Ventral tegmental area α6β2 nicotinic acetylcholine receptors modulate phasic dopamine release in the nucleus accumbens core

Phasic dopamine (DA) signaling underlies reward learning. Cholinergic and glutamatergic inputs into the ventral tegmental area (VTA) are crucial for modulating burst firing activity and subsequent phasic DA release in the nucleus accumbens (NAc), but the specific VTA nicotinic receptor subtypes that regulate phasic DA release have not been identified. The goal was to determine the role of VTA N-methyl-d-aspartate receptors (NMDARs) and specific subtypes of nicotinic acetylcholine receptors (nAChRs) in regulating phasic DA release in the NAc core. Fast-scan cyclic voltammetry in anesthetized rats was combined with intra-VTA micro-infusion to evaluate the ability of glutamatergic and cholinergic drugs to modulate stimulated phasic DA release in the NAc core. VTA NMDAR blockade with AP-5 decreased, while VTA NMDAR activation with NMDA increased NAc peak phasic DA release.
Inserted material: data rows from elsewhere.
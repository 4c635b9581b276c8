//! Typed configuration registry.
//!
//! - `ConfigKey<T>` names a setting and fixes its value type
//! - `ConfigMap` stores values under keys; reads are type-checked
//! - `FieldConfig` is the per-field map built on demand by listeners
//! - `QueryConfigHandler` is the per-session registry passes read from

mod handler;

#[cfg(test)]
mod config_tests;

use std::any::{Any, type_name};
use std::fmt;
use std::marker::PhantomData;

use indexmap::IndexMap;

use crate::invariants::ensure_typed;
use crate::{Error, Result};

pub use handler::{FieldConfigListener, QueryConfigHandler};

/// Name of a configuration setting, typed by the value it holds.
pub struct ConfigKey<T> {
    name: &'static str,
    _value: PhantomData<fn() -> T>,
}

impl<T> ConfigKey<T> {
    pub const fn new(name: &'static str) -> Self {
        Self {
            name,
            _value: PhantomData,
        }
    }

    pub const fn name(&self) -> &'static str {
        self.name
    }
}

impl<T> Clone for ConfigKey<T> {
    fn clone(&self) -> Self {
        *self
    }
}

impl<T> Copy for ConfigKey<T> {}

impl<T> fmt::Debug for ConfigKey<T> {
    fn fmt(&self, f: &mut fmt::Formatter<'_>) -> fmt::Result {
        f.debug_tuple("ConfigKey").field(&self.name).finish()
    }
}

struct StoredValue {
    value: Box<dyn Any + Send + Sync>,
    type_name: &'static str,
}

/// Key/value store with type-checked reads.
///
/// Absent keys read as `None`; there are no implicit defaults and no coercion.
#[derive(Default)]
pub struct ConfigMap {
    values: IndexMap<&'static str, StoredValue>,
}

impl ConfigMap {
    pub fn new() -> Self {
        Self::default()
    }

    /// Read a value.
    ///
    /// # Panics
    /// Panics if the key holds a value of another type.
    pub fn get<T: Any>(&self, key: &ConfigKey<T>) -> Option<&T> {
        ensure_typed(key, self.try_get(key))
    }

    /// Read a value, reporting a type mismatch as `Error::TypeMismatch`.
    pub fn try_get<T: Any>(&self, key: &ConfigKey<T>) -> Result<Option<&T>> {
        let Some(stored) = self.values.get(key.name()) else {
            return Ok(None);
        };

        let value: &(dyn Any + Send + Sync) = &*stored.value;
        value
            .downcast_ref::<T>()
            .map(Some)
            .ok_or(Error::TypeMismatch {
                key: key.name(),
                requested: type_name::<T>(),
                stored: stored.type_name,
            })
    }

    /// Write a value, replacing any previous one.
    pub fn set<T: Any + Send + Sync>(&mut self, key: &ConfigKey<T>, value: T) {
        self.values.insert(
            key.name(),
            StoredValue {
                value: Box::new(value),
                type_name: type_name::<T>(),
            },
        );
    }

    pub fn has<T>(&self, key: &ConfigKey<T>) -> bool {
        self.values.contains_key(key.name())
    }

    /// Remove a value. Returns whether the key was set.
    pub fn unset<T>(&mut self, key: &ConfigKey<T>) -> bool {
        self.values.shift_remove(key.name()).is_some()
    }

    pub fn len(&self) -> usize {
        self.values.len()
    }

    pub fn is_empty(&self) -> bool {
        self.values.is_empty()
    }

    /// Key names in insertion order.
    pub fn keys(&self) -> impl Iterator<Item = &'static str> + '_ {
        self.values.keys().copied()
    }
}

impl fmt::Debug for ConfigMap {
    fn fmt(&self, f: &mut fmt::Formatter<'_>) -> fmt::Result {
        f.debug_map()
            .entries(self.values.iter().map(|(name, v)| (name, v.type_name)))
            .finish()
    }
}

/// Resolved settings of one field, e.g. its boost.
///
/// Built by `QueryConfigHandler::get_field_config`; listeners are the only
/// code that writes to it.
#[derive(Debug)]
pub struct FieldConfig {
    field: String,
    values: ConfigMap,
}

impl FieldConfig {
    pub fn new(field: impl Into<String>) -> Self {
        Self {
            field: field.into(),
            values: ConfigMap::new(),
        }
    }

    pub fn field(&self) -> &str {
        &self.field
    }

    /// # Panics
    /// Panics if the key holds a value of another type.
    pub fn get<T: Any>(&self, key: &ConfigKey<T>) -> Option<&T> {
        self.values.get(key)
    }

    pub fn try_get<T: Any>(&self, key: &ConfigKey<T>) -> Result<Option<&T>> {
        self.values.try_get(key)
    }

    pub fn set<T: Any + Send + Sync>(&mut self, key: &ConfigKey<T>, value: T) {
        self.values.set(key, value);
    }

    pub fn has<T>(&self, key: &ConfigKey<T>) -> bool {
        self.values.has(key)
    }

    pub fn unset<T>(&mut self, key: &ConfigKey<T>) -> bool {
        self.values.unset(key)
    }

    pub fn values(&self) -> &ConfigMap {
        &self.values
    }
}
Intra-VTA administration of the nonspecific nAChR antagonist mecamylamine produced a persistent decrease in phasic DA release. Infusion of the alpha 6-selective antagonist alpha-conotoxin MII (alpha-ctx MII) produced a robust, but transient decrease in phasic DA, whereas infusion of selective doses of either the alpha 4 beta 2-selective antagonist, dihydro-beta-erythroidine, or the alpha 7 antagonist, methyllycaconitine, had no effect. Co-infusion of AP-5 and alpha-ctx MII produced a similar phasic DA decrease as either drug alone, with no additive effect. The results suggest that VTA alpha 6 beta 2 nAChRs, but not alpha 4 beta 2 or alpha 7 nAChRs, regulate phasic DA release in the NAc core and that VTA alpha 6 beta 2 nAChRs and NMDA receptors act at a common site or target to regulate NAc phasic DA signaling.